Required work: Copy out all of the data that follows, exactly as it appears.

[Collected data entries]
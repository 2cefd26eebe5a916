use std::future::Future;
use std::sync::Arc;
use std::time::Duration;
use std::time::Instant;

use fieldx_plus::child_build;
use fieldx_plus::fx_plus;
use moka::future::Cache as InFlight;
use moka::Expiry;
use serde_json::Value;
use tracing::debug;
use tracing::instrument;
use tracing::warn;

use crate::error::CacheError;
use crate::error::UpstreamError;
use crate::key::CacheKey;
use crate::refresher::Refresher;
use crate::store::CacheStore;

/// Immutable snapshot of a dataset as handed out to callers.
pub type Payload = Arc<Value>;

// Callers only share a flight when they asked for the same freshness window.
type FlightKey = (CacheKey, Duration);

// An in-flight entry never outlives the window it was loaded for.
struct FlightWindow;

impl Expiry<FlightKey, Payload> for FlightWindow {
    fn expire_after_create(&self, key: &FlightKey, _value: &Payload, _created_at: Instant) -> Option<Duration> {
        Some(key.1)
    }
}

/// The cache-through orchestrator. Every dataset goes through
/// [`get_or_refresh()`](Cache::get_or_refresh), so they all share one freshness policy.
///
/// ```ignore
/// let cache = Cache::builder()
///     .store(DbStore::new(connection))
///     .max_age(Duration::from_secs(300))
///     .build()?;
///
/// let markets = cache
///     .get_or_refresh(&Dataset::Markets { per_page: 100 }.cache_key(), || async {
///         gecko.markets(100).await
///     })
///     .await?;
/// ```
///
/// Concurrent callers missing on the same key with the same max-age share one fetch: the first
/// one reads the store, fetches and writes back while the others wait for its outcome, success
/// or failure. A caller with a different max-age does its own store read.
#[fx_plus(
    parent,
    no_new,
    default(off),
    sync,
    builder(
        doc("Builder object of [`Cache`].", "", "See [`Cache::builder()`] method."),
        method_doc("Implement builder pattern for [`Cache`]."),
    )
)]
pub struct Cache<S>
where
    S: CacheStore,
{
    #[fieldx(builder(vis(pub), required, into), get(vis(pub), clone))]
    store: Arc<S>,

    /// How old a stored entry may be and still be served.
    #[fieldx(get(vis(pub), copy), default(Duration::from_secs(300)))]
    max_age: Duration,

    // Single-flight registry. An entry exists only while its fetch is running.
    #[fieldx(private, lazy, get(clone), builder(off))]
    in_flight: Arc<InFlight<FlightKey, Payload>>,
}

impl<S> Cache<S>
where
    S: CacheStore,
{
    fn build_in_flight(&self) -> Arc<InFlight<FlightKey, Payload>> {
        Arc::new(
            InFlight::builder()
                .name("in-flight fetches")
                // Backstop only; completed fetches are invalidated right away.
                .expire_after(FlightWindow)
                .build(),
        )
    }

    /// Serve `key` from the store if it is younger than the configured max-age, otherwise run
    /// `fetcher` and persist its result.
    pub async fn get_or_refresh<F, Fut>(&self, key: &CacheKey, fetcher: F) -> Result<Payload, Arc<CacheError>>
    where
        F: FnOnce() -> Fut,
        Fut: Future<Output = Result<Value, UpstreamError>>,
    {
        self.get_or_refresh_within(key, self.max_age(), fetcher).await
    }

    /// Same as [`get_or_refresh()`](Self::get_or_refresh) with an explicit max-age.
    #[instrument(level = "debug", skip(self, key, fetcher), fields(key = %key))]
    pub async fn get_or_refresh_within<F, Fut>(
        &self,
        key: &CacheKey,
        max_age: Duration,
        fetcher: F,
    ) -> Result<Payload, Arc<CacheError>>
    where
        F: FnOnce() -> Fut,
        Fut: Future<Output = Result<Value, UpstreamError>>,
    {
        let in_flight = self.in_flight();
        let flight = (key.clone(), max_age);
        let entry = in_flight
            .entry(flight.clone())
            .or_try_insert_with(self.load_or_fetch(key, max_age, fetcher))
            .await?;

        if entry.is_fresh() {
            // We ran the fetch; let the next caller go back to the store.
            in_flight.invalidate(&flight).await;
        }
        else {
            debug!("joined an in-flight refresh");
        }

        Ok(entry.into_value())
    }

    async fn load_or_fetch<F, Fut>(&self, key: &CacheKey, max_age: Duration, fetcher: F) -> Result<Payload, CacheError>
    where
        F: FnOnce() -> Fut,
        Fut: Future<Output = Result<Value, UpstreamError>>,
    {
        let store = self.store();

        if let Some(payload) = store.read_fresh(key, max_age).await? {
            debug!("HIT");
            return Ok(Arc::new(payload));
        }

        debug!("MISS, fetching");
        // A failed fetch must leave the stored entry untouched.
        let payload = fetcher().await.inspect_err(|err| warn!("fetch for '{key}' failed: {err}"))?;
        store.upsert(key, &payload).await?;

        Ok(Arc::new(payload))
    }

    /// Create a scheduled refresh job for `key`. The job is not running until
    /// [`Refresher::start()`] is called.
    pub fn refresher<F, Fut>(&self, key: CacheKey, period: Duration, fetcher: F) -> Refresher<S>
    where
        F: Fn() -> Fut + Send + Sync + 'static,
        Fut: Future<Output = Result<Value, UpstreamError>> + Send + 'static,
    {
        let fetcher: crate::refresher::BoxedFetcher = Arc::new(move || Box::pin(fetcher()));
        child_build!(
            self,
            Refresher<S> {
                key: key,
                period: period,
                fetcher: fetcher,
            }
        )
        .expect("Refresher has no optional fields left unset")
    }
}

Solution for this task:
repository 2cefd26eebe5a916
use std::future::Future;
use std::sync::Arc;
use std::time::Duration;
use std::time::Instant;

use fieldx_plus::child_build;
use fieldx_plus::fx_plus;
use moka::future::Cache as InFlight;
use moka::Expiry;
use serde_json::Value;
use tracing::debug;
use tracing::instrument;
use tracing::warn;

use crate::error::CacheError;
use crate::error::UpstreamError;
use crate::key::CacheKey;
use crate::refresher::Refresher;
use crate::store::CacheStore;

/// Immutable snapshot of a dataset as handed out to callers.
pub type Payload = Arc<Value>;

// Callers only share a flight when they asked for the same freshness window.
type FlightKey = (CacheKey, Duration);

// An in-flight entry never outlives the window it was loaded for.
struct FlightWindow;

impl Expiry<FlightKey, Payload> for FlightWindow {
    fn expire_after_create(&self, key: &FlightKey, _value: &Payload, _created_at: Instant) -> Option<Duration> {
        Some(key.1)
    }
}

/// The cache-through orchestrator. Every dataset goes through
/// [`get_or_refresh()`](Cache::get_or_refresh), so they all share one freshness policy.
///
/// ```ignore
/// let cache = Cache::builder()
///     .store(DbStore::new(connection))
///     .max_age(Duration::from_secs(300))
///     .build()?;
///
/// let markets = cache
///     .get_or_refresh(&Dataset::Markets { per_page: 100 }.cache_key(), || async {
///         gecko.markets(100).await
///     })
///     .await?;
/// ```
///
/// Concurrent callers missing on the same key with the same max-age share one fetch: the first
/// one reads the store, fetches and writes back while the others wait for its outcome, success
/// or failure. A caller with a different max-age does its own store read.
#[fx_plus(
    parent,
    no_new,
    default(off),
    sync,
    builder(
        doc("Builder object of [`Cache`].", "", "See [`Cache::builder()`] method."),
        method_doc("Implement builder pattern for [`Cache`]."),
    )
)]
pub struct Cache<S>
where
    S: CacheStore,
{
    #[fieldx(builder(vis(pub), required, into), get(vis(pub), clone))]
    store: Arc<S>,

    /// How old a stored entry may be and still be served.
    #[fieldx(get(vis(pub), copy), default(Duration::from_secs(300)))]
    max_age: Duration,

    // Single-flight registry. An entry exists only while its fetch is running.
    #[fieldx(private, lazy, get(clone), builder(off))]
    in_flight: Arc<InFlight<FlightKey, Payload>>,
}

impl<S> Cache<S>
where
    S: CacheStore,
{
    fn build_in_flight(&self) -> Arc<InFlight<FlightKey, Payload>> {
        Arc::new(
            InFlight::builder()
                .name("in-flight fetches")
                // Backstop only; completed fetches are invalidated right away.
                .expire_after(FlightWindow)
                .build(),
        )
    }

    /// Serve `key` from the store if it is younger than the configured max-age, otherwise run
    /// `fetcher` and persist its result.
    pub async fn get_or_refresh<F, Fut>(&self, key: &CacheKey, fetcher: F) -> Result<Payload, Arc<CacheError>>
    where
        F: FnOnce() -> Fut,
        Fut: Future<Output = Result<Value, UpstreamError>>,
    {
        self.get_or_refresh_within(key, self.max_age(), fetcher).await
    }

    /// Same as [`get_or_refresh()`](Self::get_or_refresh) with an explicit max-age.
    #[instrument(level = "debug", skip(self, key, fetcher), fields(key = %key))]
    pub async fn get_or_refresh_within<F, Fut>(
        &self,
        key: &CacheKey,
        max_age: Duration,
        fetcher: F,
    ) -> Result<Payload, Arc<CacheError>>
    where
        F: FnOnce() -> Fut,
        Fut: Future<Output = Result<Value, UpstreamError>>,
    {
        let in_flight = self.in_flight();
        let flight = (key.clone(), max_age);
        let entry = in_flight
            .entry(flight.clone())
            .or_try_insert_with(self.load_or_fetch(key, max_age, fetcher))
            .await?;

        if entry.is_fresh() {
            // We ran the fetch; let the next caller go back to the store.
            in_flight.invalidate(&flight).await;
        }
        else {
            debug!("joined an in-flight refresh");
        }

        Ok(entry.into_value())
    }

    async fn load_or_fetch<F, Fut>(&self, key: &CacheKey, max_age: Duration, fetcher: F) -> Result<Payload, CacheError>
    where
        F: FnOnce() -> Fut,
        Fut: Future<Output = Result<Value, UpstreamError>>,
    {
        let store = self.store();

        if let Some(payload) = store.read_fresh(key, max_age).await? {
            debug!("HIT");
            return Ok(Arc::new(payload));
        }

        debug!("MISS, fetching");
        // A failed fetch must leave the stored entry untouched.
        let payload = fetcher().await.inspect_err(|err| warn!("fetch for '{key}' failed: {err}"))?;
        store.upsert(key, &payload).await?;

        Ok(Arc::new(payload))
    }

    /// Create a scheduled refresh job for `key`. The job is not running until
    /// [`Refresher::start()`] is called.
    pub fn refresher<F, Fut>(&self, key: CacheKey, period: Duration, fetcher: F) -> Refresher<S>
    where
        F: Fn() -> Fut + Send + Sync + 'static,
        Fut: Future<Output = Result<Value, UpstreamError>> + Send + 'static,
    {
        let fetcher: crate::refresher::BoxedFetcher = Arc::new(move || Box::pin(fetcher()));
        child_build!(
            self,
            Refresher<S> {
                key: key,
                period: period,
                fetcher: fetcher,
            }
        )
        .expect("Refresher has no optional fields left unset")
    }
}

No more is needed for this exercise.